Title : Givinostat efficacy in patients with muscular dystrophy: A systematic review
Abstract:
Muscular Dystrophy (MD) is a group of hereditary disorders characterized by progressive generalized muscle weakness and degeneration. Recent studies evaluated the role of Givinostat in treating MD. So, we aimed in our systematic review to assess the efficacy of Givinostat in MD. PubMed, ScienceDirect, and Cochrane databases were searched using a pre-defined search strategy from inception until April-2024 following the standard method of Cochrane Handbook and the PRISMA-statement guidelines. All clinical trials studying Givinostat in patients with MD were included. Three clinical trials with a total of 250 participants included, two of these studies tested Givinostat efficacy in DMD and the other in BMD. One of these primarily studied givinostat histological effect in DMD and revealed that it increased the fraction of muscle tissue by 29.1%, and cross-sectional area by 77%. And reduced the amount of necrosis by 43.5% and fatty replacement by 37.5%. The second study tested its effect in BMD and reported that mean total fibrosis didn’t change in treatment or placebo group, and the two groups didn’t differ at Month-12 (least squares mean [LSM] difference 1.04%; p = 0.8282). MRI fat fraction didn’t change as well. The third study tested the effect of Givinostat in DMD and showed the geometric LSM ratio at 12-months of treatment was 1·27 (95% CI 1·17–1·37) in givinostat group and 1·48 (1·32–1·66) in placebo group (p=0·035).
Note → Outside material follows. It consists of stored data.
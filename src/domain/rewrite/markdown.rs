//! CommonMark tokenizer engine.

use super::RewriteResult;
use crate::domain::RewriteRule;
use pulldown_cmark::{CodeBlockKind, Event, Parser as MdParser, Tag};
use std::ops::Range;

/// Rewrite example blocks using the block structure reported by the parser
/// instead of a text pattern.
pub fn rewrite_with_markdown(markdown: &str, rule: &RewriteRule) -> RewriteResult {
    let tags = example_tag_ranges(markdown, rule);
    let mut rewritten = String::with_capacity(markdown.len());
    let mut cursor = 0usize;

    for range in &tags {
        rewritten.push_str(&markdown[cursor..range.start]);
        rewritten.push_str(&rule.to_lang);
        cursor = range.end;
    }
    rewritten.push_str(&markdown[cursor..]);

    RewriteResult {
        content: rewritten,
        replacements: tags.len(),
    }
}

/// Byte ranges of eligible language tags, in document order.
fn example_tag_ranges(markdown: &str, rule: &RewriteRule) -> Vec<Range<usize>> {
    let mut ranges = Vec::new();

    for (event, range) in MdParser::new(markdown).into_offset_iter() {
        let Event::Start(Tag::CodeBlock(CodeBlockKind::Fenced(info))) = event else {
            continue;
        };

        if info.split_whitespace().next() != Some(rule.from_lang.as_str()) {
            continue;
        }

        let line_start = markdown[..range.start]
            .rfind('\n')
            .map(|idx| idx + 1)
            .unwrap_or(0);

        if !markdown[..line_start].trim_end().ends_with(&rule.marker) {
            continue;
        }

        let block = &markdown[line_start..range.end];
        if let Some(tag) = opening_tag(block, &rule.from_lang) {
            if is_closed(block) {
                ranges.push(line_start + tag.start..line_start + tag.end);
            }
        }
    }

    ranges
}

/// Locate the tag directly after a backtick fence on the block's first line.
fn opening_tag(block: &str, from_lang: &str) -> Option<Range<usize>> {
    let indent = block.len() - block.trim_start_matches(' ').len();
    if indent > 3 {
        return None;
    }

    let fence_len = block[indent..].chars().take_while(|&ch| ch == '`').count();
    if fence_len < 3 {
        return None;
    }

    let start = indent + fence_len;
    let end = start + from_lang.len();
    let rest = block.get(start..)?;
    if !rest.starts_with(from_lang) {
        return None;
    }

    match block[end..].chars().next() {
        Some(ch) if ch.is_whitespace() => Some(start..end),
        _ => None,
    }
}

/// A closed block ends with a fence line; an unterminated one runs to the
/// end of its container.
fn is_closed(block: &str) -> bool {
    let mut lines = block.trim_end().lines();
    let opening = lines.next().unwrap_or_default().trim_start();
    let fence_len = opening.chars().take_while(|&ch| ch == '`').count();

    match lines.last() {
        Some(last) => {
            let last = last.trim();
            last.len() >= fence_len && last.chars().all(|ch| ch == '`')
        }
        None => false,
    }
}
Our systematic review revealed that givinostat has favourable outcome in functional tests and histological findings in DMD patients, but not in patients with BMD.
Audience Take Away Notes:
- Recently many medications have been tested for its efficacy in Muscular dystrophy, our abstract is summarizing the currently evidence which may aid child neurologists in updating them regards the latest evidence of its use.
- It will help neurologists in tailoring their choice of medications for patients with Muscular dystrophy.
- Yes, this research that other faculty could use to expand their research or teaching.
- Yes, our abstract summarizes the current evidence on Givinostat in Muscular dystrophy which would save practitioners time looking for all clinical trials evidence on Givinostat.
- Yes, our abstract clearly shows the need of bigger and longer randomized clinical trial to support the current evidence.